Sir Jim Ratcliffe has decided that Britain has been “colonised”. Strong word. Loaded word. The sort of word that normally appears in YouTube thumbnails next to arrows and red circles.
This from a man who lives in Monaco for tax efficiency while lecturing the rest of us about the burden on British public services. One might admire the financial prudence. One might even admire the candour. But it does rather undercut the moral thunder. It is difficult to warn about national strain while arranging one’s own fiscal lightness.
Then there is the small matter of the football club.
Manchester United is not a parish team from Saddleworth. It is a global corporation in red shirts. It scouts in Africa, South America and Europe. It files work permit paperwork as routinely as it files transfer bids. Its broadcast revenue comes from Jakarta as much as Salford. Its shirt sales depend on Lagos, Seoul and Sao Paulo. The modern Premier League is global labour mobility with floodlights.
And yet we are told that demographic change is somehow an existential trespass.
Let us be clear. No one is obliged to support high levels of immigration. One can argue about housing supply, GP capacity, wage compression, planning failures, or visa design. Those are policy questions. They require numbers, trade-offs and grown-up language.
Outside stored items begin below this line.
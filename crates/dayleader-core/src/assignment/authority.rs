//! Single-slot leader changes outside bulk allocation.
//!
//! - `claim`: a participant takes an open slot (voluntary events only)
//! - `reassign`: the owner puts anyone on the roster in charge of a slot
//! - `backup_assign`: the owner fills a slot the backup detector flagged
//! - `unassign`: the owner clears a slot
//!
//! Every write is a compare-and-set against the leader observed when the
//! ledger was read, so two writers racing for one slot cannot both win.

use chrono::{DateTime, Utc};
use serde::{Deserialize, Serialize};
use tracing::{info, warn};

use crate::assignment::backup::needs_backup;
use crate::assignment::permission::AuthoringWindow;
use crate::error::AssignmentError;
use crate::models::{AssignmentPolicy, Event, Ledger, Roster, Schedule, UserId};
use crate::store::{ScheduleStore, StoreError};

/// Old and new leader of a reassigned slot, kept for the audit trail.
#[derive(Debug, Clone, PartialEq, Eq, Serialize, Deserialize)]
#[cfg_attr(feature = "ts", derive(ts_rs::TS))]
#[cfg_attr(feature = "ts", ts(export))]
pub struct Reassignment {
    pub day_number: u32,
    pub old_leader: Option<UserId>,
    pub new_leader: Option<UserId>,
}

fn require_assignable(event: &Event) -> Result<(), AssignmentError> {
    if event.is_approved() {
        Ok(())
    } else {
        Err(AssignmentError::Precondition(format!(
            "event {} is {}",
            event.id, event.status
        )))
    }
}

fn require_owner(event: &Event, actor: UserId) -> Result<(), AssignmentError> {
    if event.is_owner(actor) {
        Ok(())
    } else {
        Err(AssignmentError::NotEligible(format!(
            "user {} is not the owner of event {}",
            actor, event.id
        )))
    }
}

fn require_slot(ledger: &Ledger, event: &Event, day_number: u32) -> Result<Schedule, AssignmentError> {
    ledger.get(day_number).cloned().ok_or_else(|| {
        AssignmentError::Precondition(format!(
            "event {} has no schedule for day {}",
            event.id, day_number
        ))
    })
}

fn require_member(roster: &Roster, event: &Event, user_id: UserId) -> Result<(), AssignmentError> {
    if roster.is_eligible(user_id) {
        Ok(())
    } else {
        Err(AssignmentError::NotEligible(format!(
            "user {} is not an active participant of event {}",
            user_id, event.id
        )))
    }
}

/// Write a leader change, turning a lost race into `AlreadyAssigned`.
fn write_leader<S: ScheduleStore + ?Sized>(
    store: &S,
    slot: &Schedule,
    leader: Option<UserId>,
) -> Result<Schedule, AssignmentError> {
    match store.compare_and_set_leader(slot.event_id, slot.day_number, slot.leader_id, leader) {
        Ok(updated) => Ok(updated),
        Err(StoreError::Conflict { current }) => {
            warn!(
                event_id = slot.event_id,
                day = slot.day_number,
                expected = ?slot.leader_id,
                current = ?current,
                "Lost leader write race"
            );
            Err(AssignmentError::AlreadyAssigned(format!(
                "day {} changed while updating (now led by {})",
                slot.day_number,
                current.map_or_else(|| "nobody".to_string(), |id| format!("user {}", id))
            )))
        }
        Err(e) => Err(e.into()),
    }
}

pub fn claim<S: ScheduleStore + ?Sized>(
    store: &S,
    event: &Event,
    roster: &Roster,
    ledger: &Ledger,
    user_id: UserId,
    day_number: u32,
    now: DateTime<Utc>,
) -> Result<Schedule, AssignmentError> {
    require_assignable(event)?;
    if event.assignment_policy != AssignmentPolicy::Voluntary {
        return Err(AssignmentError::NotEligible(format!(
            "event {} uses {} assignment; slots cannot be self-claimed",
            event.id, event.assignment_policy
        )));
    }
    require_member(roster, event, user_id)?;
    let slot = require_slot(ledger, event, day_number)?;

    if let Some(leader) = slot.leader_id {
        return Err(AssignmentError::AlreadyAssigned(format!(
            "day {} is already led by user {}",
            day_number, leader
        )));
    }
    if AuthoringWindow::for_schedule(&slot, &event.settings).has_closed(now) {
        return Err(AssignmentError::NotEligible(format!(
            "day {} can no longer be claimed",
            day_number
        )));
    }
    if let Some(cap) = event.settings.max_leadership_count {
        let held = ledger.leadership_count(user_id);
        if held >= cap {
            return Err(AssignmentError::CapReached(format!(
                "user {} already leads {} of {} allowed days",
                user_id, held, cap
            )));
        }
    }

    let updated = write_leader(store, &slot, Some(user_id))?;
    info!(event_id = event.id, day = day_number, user_id, "Slot claimed");
    Ok(updated)
}

pub fn reassign<S: ScheduleStore + ?Sized>(
    store: &S,
    event: &Event,
    roster: &Roster,
    ledger: &Ledger,
    actor: UserId,
    day_number: u32,
    new_leader: UserId,
) -> Result<Reassignment, AssignmentError> {
    require_owner(event, actor)?;
    require_assignable(event)?;
    require_member(roster, event, new_leader)?;
    let slot = require_slot(ledger, event, day_number)?;

    let updated = write_leader(store, &slot, Some(new_leader))?;
    info!(
        event_id = event.id,
        day = day_number,
        old_leader = ?slot.leader_id,
        new_leader,
        "Slot reassigned"
    );
    Ok(Reassignment {
        day_number,
        old_leader: slot.leader_id,
        new_leader: updated.leader_id,
    })
}

pub fn backup_assign<S: ScheduleStore + ?Sized>(
    store: &S,
    event: &Event,
    roster: &Roster,
    ledger: &Ledger,
    actor: UserId,
    day_number: u32,
    backup_leader: UserId,
) -> Result<Schedule, AssignmentError> {
    require_owner(event, actor)?;
    require_assignable(event)?;
    let slot = require_slot(ledger, event, day_number)?;

    if !needs_backup(&slot, ledger.signals(day_number)) {
        return Err(AssignmentError::BackupNotNeeded(format!(
            "day {} has a leader with published content",
            day_number
        )));
    }
    require_member(roster, event, backup_leader)?;

    let updated = write_leader(store, &slot, Some(backup_leader))?;
    info!(
        event_id = event.id,
        day = day_number,
        replaced = ?slot.leader_id,
        backup_leader,
        "Backup leader assigned"
    );
    Ok(updated)
}

/// Clear a slot's leader. Returns whoever was removed.
pub fn unassign<S: ScheduleStore + ?Sized>(
    store: &S,
    event: &Event,
    ledger: &Ledger,
    actor: UserId,
    day_number: u32,
) -> Result<Option<UserId>, AssignmentError> {
    require_owner(event, actor)?;
    let slot = require_slot(ledger, event, day_number)?;
    if slot.leader_id.is_none() {
        return Ok(None);
    }
    write_leader(store, &slot, None)?;
    info!(event_id = event.id, day = day_number, removed = ?slot.leader_id, "Slot unassigned");
    Ok(slot.leader_id)
}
“Colonised” is not grown-up language. It is cultural alarmism. It suggests displacement rather than management. It implies invasion rather than administration. It trades in emotion, not arithmetic.
Footballers, we are reminded, are temporary. They will not necessarily settle. Quite so. But that rather proves the point. The entire Premier League model rests on temporary immigration. Work visas. International contracts. Global recruitment pipelines. Short-term presence is still immigration. If mobility is good for balance sheets but bad for Britain, that is not an argument. It is a contradiction.
There is also a deeper irony. The Premier League is one of the most successful export products this country has. It projects British soft power across the world. It is diverse, multilingual and commercially ruthless. It thrives precisely because it is open. If that is colonisation, it is a curious form of self-harm that seems to pay remarkably well.
The uncomfortable truth is this: global integration is profitable when it fills stadiums, but politically toxic when it fills classrooms and surgeries. That tension is real. Infrastructure planning has been poor. Housing supply has lagged. Governments of both stripes have failed to align migration with capacity. That is an administrative failure, not a civilisational one.
If you wish to argue for lower net migration, make the case in those terms. Talk about numbers. Talk about absorption rates. Talk about fiscal contribution and local strain. Do not reach for the language of siege while cashing cheques from a globalised enterprise built on exactly the flows you condemn.
Because when the rhetoric turns apocalyptic but the business model remains international, people will notice. And they are entitled to ask whether this is policy seriousness or simply political theatre with a Monaco postcode attached.
As for Farage getting in on the act, it's only yo be expected.